[[ Given entries, beginning ]]

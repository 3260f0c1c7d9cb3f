//! Deferred retry queue for mutating requests that failed while offline.

use chrono::{DateTime, Utc};
use color_eyre::Result;
use serde::Serialize;
use std::collections::BTreeMap;
use std::sync::Arc;
use std::time::Duration;
use tracing::{debug, info, warn};
use url::Url;

use crate::http::{fetch_with_timeout, Network, Request};

/// A captured request waiting to be replayed.
#[derive(Debug, Clone, PartialEq, Eq)]
pub struct RetryTask {
  /// Monotonic; replay order follows it
  pub id: i64,
  pub method: String,
  pub url: Url,
  pub headers: BTreeMap<String, String>,
  pub payload: Option<Vec<u8>>,
  pub enqueued_at: DateTime<Utc>,
}

impl RetryTask {
  pub fn to_request(&self) -> Request {
    Request {
      method: self.method.clone(),
      url: self.url.clone(),
      destination: Default::default(),
      headers: self.headers.clone(),
      body: self.payload.clone(),
    }
  }
}

/// Persistence for the retry queue.
pub trait RetryStorage: Send + Sync + 'static {
  /// Append a task; the store assigns its id and enqueue time.
  fn push_task(&self, request: &Request) -> Result<RetryTask>;

  /// All queued tasks, oldest first.
  fn pending_tasks(&self) -> Result<Vec<RetryTask>>;

  fn remove_task(&self, id: i64) -> Result<()>;
}

/// Outcome of one drain pass
#[derive(Debug, Clone, Default, PartialEq, Eq, Serialize)]
pub struct DrainReport {
  pub replayed: usize,
  pub failed: usize,
  pub remaining: usize,
}

pub struct RetryQueue<S: RetryStorage> {
  storage: Arc<S>,
  network: Arc<dyn Network>,
  timeout: Duration,
  /// Serializes drains so a task is never replayed twice concurrently
  draining: Arc<tokio::sync::Mutex<()>>,
}

impl<S: RetryStorage> RetryQueue<S> {
  pub fn new(storage: Arc<S>, network: Arc<dyn Network>, timeout: Duration) -> Self {
    Self {
      storage,
      network,
      timeout,
      draining: Arc::new(tokio::sync::Mutex::new(())),
    }
  }

  pub fn enqueue(&self, request: &Request) -> Result<RetryTask> {
    let task = self.storage.push_task(request)?;
    info!(id = task.id, method = %task.method, url = %task.url, "queued request for replay");
    Ok(task)
  }

  pub fn pending(&self) -> Result<Vec<RetryTask>> {
    self.storage.pending_tasks()
  }

  /// Replay every queued task in FIFO order.
  ///
  /// A task is removed only after its replay returns a non-error status. A
  /// failing task stays queued and the drain moves on to the next one.
  pub async fn drain_and_replay(&self) -> Result<DrainReport> {
    let _guard = self.draining.lock().await;
    let tasks = self.storage.pending_tasks()?;
    let mut report = DrainReport::default();

    for task in tasks {
      match fetch_with_timeout(self.network.as_ref(), task.to_request(), self.timeout).await {
        Ok(response) if !response.is_error() => match self.storage.remove_task(task.id) {
          Ok(()) => {
            report.replayed += 1;
            debug!(id = task.id, status = response.status, "replayed queued request");
          }
          Err(e) => {
            report.failed += 1;
            warn!(id = task.id, error = %e, "replayed but could not dequeue, keeping task");
          }
        },
        Ok(response) => {
          report.failed += 1;
          warn!(id = task.id, status = response.status, "replay rejected, keeping task");
        }
        Err(e) => {
          report.failed += 1;
          warn!(id = task.id, error = %e, "replay failed, keeping task");
        }
      }
    }

    report.remaining = self.storage.pending_tasks()?.len();
    info!(
      replayed = report.replayed,
      failed = report.failed,
      remaining = report.remaining,
      "retry queue drained"
    );
    Ok(report)
  }
}

impl<S: RetryStorage> Clone for RetryQueue<S> {
  fn clone(&self) -> Self {
    Self {
      storage: Arc::clone(&self.storage),
      network: Arc::clone(&self.network),
      timeout: self.timeout,
      draining: Arc::clone(&self.draining),
    }
  }
}

#[cfg(test)]
mod tests {
  use super::*;
  use crate::cache::{MemoryStorage, SqliteStorage};
  use crate::http::mock::MockNetwork;
  use crate::http::Response;
  use color_eyre::eyre::eyre;
  use std::sync::atomic::{AtomicBool, Ordering};

  fn post(path: &str, body: &str) -> Request {
    let url = Url::parse("http://localhost:3000").unwrap().join(path).unwrap();
    Request::new("POST", url)
      .with_header("content-type", "application/json")
      .with_body(body.as_bytes().to_vec())
  }

  fn queue(network: &MockNetwork) -> RetryQueue<MemoryStorage> {
    RetryQueue::new(
      Arc::new(MemoryStorage::new()),
      Arc::new(network.clone()),
      Duration::from_secs(1),
    )
  }

  #[tokio::test]
  async fn test_partial_drain_keeps_only_failed_task() {
    let network = MockNetwork::new();
    for path in ["/api/one", "/api/two", "/api/three"] {
      network.route(
        &format!("http://localhost:3000{}", path),
        Response::new(201, "ok"),
      );
    }
    network.fail("http://localhost:3000/api/two");

    let queue = queue(&network);
    queue.enqueue(&post("/api/one", "1")).unwrap();
    queue.enqueue(&post("/api/two", "2")).unwrap();
    queue.enqueue(&post("/api/three", "3")).unwrap();

    let report = queue.drain_and_replay().await.unwrap();
    assert_eq!(
      report,
      DrainReport {
        replayed: 2,
        failed: 1,
        remaining: 1
      }
    );

    let pending = queue.pending().unwrap();
    assert_eq!(pending.len(), 1);
    assert_eq!(pending[0].url.path(), "/api/two");
    assert_eq!(pending[0].payload.as_deref(), Some(&b"2"[..]));
    // Task 3 was attempted even though task 2 failed before it
    assert_eq!(network.calls("http://localhost:3000/api/three"), 1);
  }

  #[tokio::test]
  async fn test_error_status_keeps_task() {
    let network = MockNetwork::new();
    network.route(
      "http://localhost:3000/api/contact",
      Response::new(500, "boom"),
    );

    let queue = queue(&network);
    queue.enqueue(&post("/api/contact", "{}")).unwrap();

    let report = queue.drain_and_replay().await.unwrap();
    assert_eq!(report.failed, 1);
    assert_eq!(queue.pending().unwrap().len(), 1);

    network.route(
      "http://localhost:3000/api/contact",
      Response::new(200, "ok"),
    );
    let report = queue.drain_and_replay().await.unwrap();
    assert_eq!(report.replayed, 1);
    assert!(queue.pending().unwrap().is_empty());
  }

  /// Queue whose first dequeue fails.
  struct StickyStorage {
    inner: MemoryStorage,
    fail_next_remove: AtomicBool,
  }

  impl RetryStorage for StickyStorage {
    fn push_task(&self, request: &Request) -> Result<RetryTask> {
      self.inner.push_task(request)
    }

    fn pending_tasks(&self) -> Result<Vec<RetryTask>> {
      self.inner.pending_tasks()
    }

    fn remove_task(&self, id: i64) -> Result<()> {
      if self.fail_next_remove.swap(false, Ordering::SeqCst) {
        return Err(eyre!("database is locked"));
      }
      self.inner.remove_task(id)
    }
  }

  async fn assert_replays_in_enqueue_order<S: RetryStorage>(storage: S) {
    let network = MockNetwork::new();
    let paths = ["/api/a", "/api/b", "/api/c"];
    for path in paths {
      network.route(&format!("http://localhost:3000{}", path), Response::new(200, "ok"));
    }
    let queue = RetryQueue::new(Arc::new(storage), Arc::new(network.clone()), Duration::from_secs(1));

    let mut ids = Vec::new();
    for path in paths {
      ids.push(queue.enqueue(&post(path, path)).unwrap().id);
    }
    assert!(ids.windows(2).all(|w| w[0] < w[1]));
    let pending = queue.pending().unwrap();
    assert_eq!(pending.iter().map(|t| t.id).collect::<Vec<_>>(), ids);
    assert_eq!(pending[0].to_request().method, "POST");
    assert_eq!(pending[0].to_request().header("content-type"), Some("application/json"));

    let report = queue.drain_and_replay().await.unwrap();
    assert_eq!(report.replayed, 3);
    assert_eq!(
      network.history(),
      paths
        .iter()
        .map(|p| format!("http://localhost:3000{}", p))
        .collect::<Vec<_>>()
    );
  }

  #[tokio::test]
  async fn test_replay_is_fifo() {
    assert_replays_in_enqueue_order(MemoryStorage::new()).await;
    assert_replays_in_enqueue_order(SqliteStorage::open_in_memory().unwrap()).await;
  }

  #[tokio::test]
  async fn test_dequeue_failure_does_not_abort_drain() {
    let network = MockNetwork::new();
    for path in ["/api/one", "/api/two", "/api/three"] {
      network.route(&format!("http://localhost:3000{}", path), Response::new(200, "ok"));
    }
    let storage = StickyStorage {
      inner: MemoryStorage::new(),
      fail_next_remove: AtomicBool::new(true),
    };
    let queue = RetryQueue::new(Arc::new(storage), Arc::new(network.clone()), Duration::from_secs(1));
    queue.enqueue(&post("/api/one", "1")).unwrap();
    queue.enqueue(&post("/api/two", "2")).unwrap();
    queue.enqueue(&post("/api/three", "3")).unwrap();

    let report = queue.drain_and_replay().await.unwrap();
    assert_eq!(
      report,
      DrainReport {
        replayed: 2,
        failed: 1,
        remaining: 1
      }
    );
    assert_eq!(network.history().len(), 3);
    assert_eq!(queue.pending().unwrap()[0].url.path(), "/api/one");
  }
}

[[ Given entries, end ]]

**Problem to solve:**
Gather all lines with the string "headers" from the data.

**Response below:**
  pub headers: BTreeMap<String, String>,
      headers: self.headers.clone(),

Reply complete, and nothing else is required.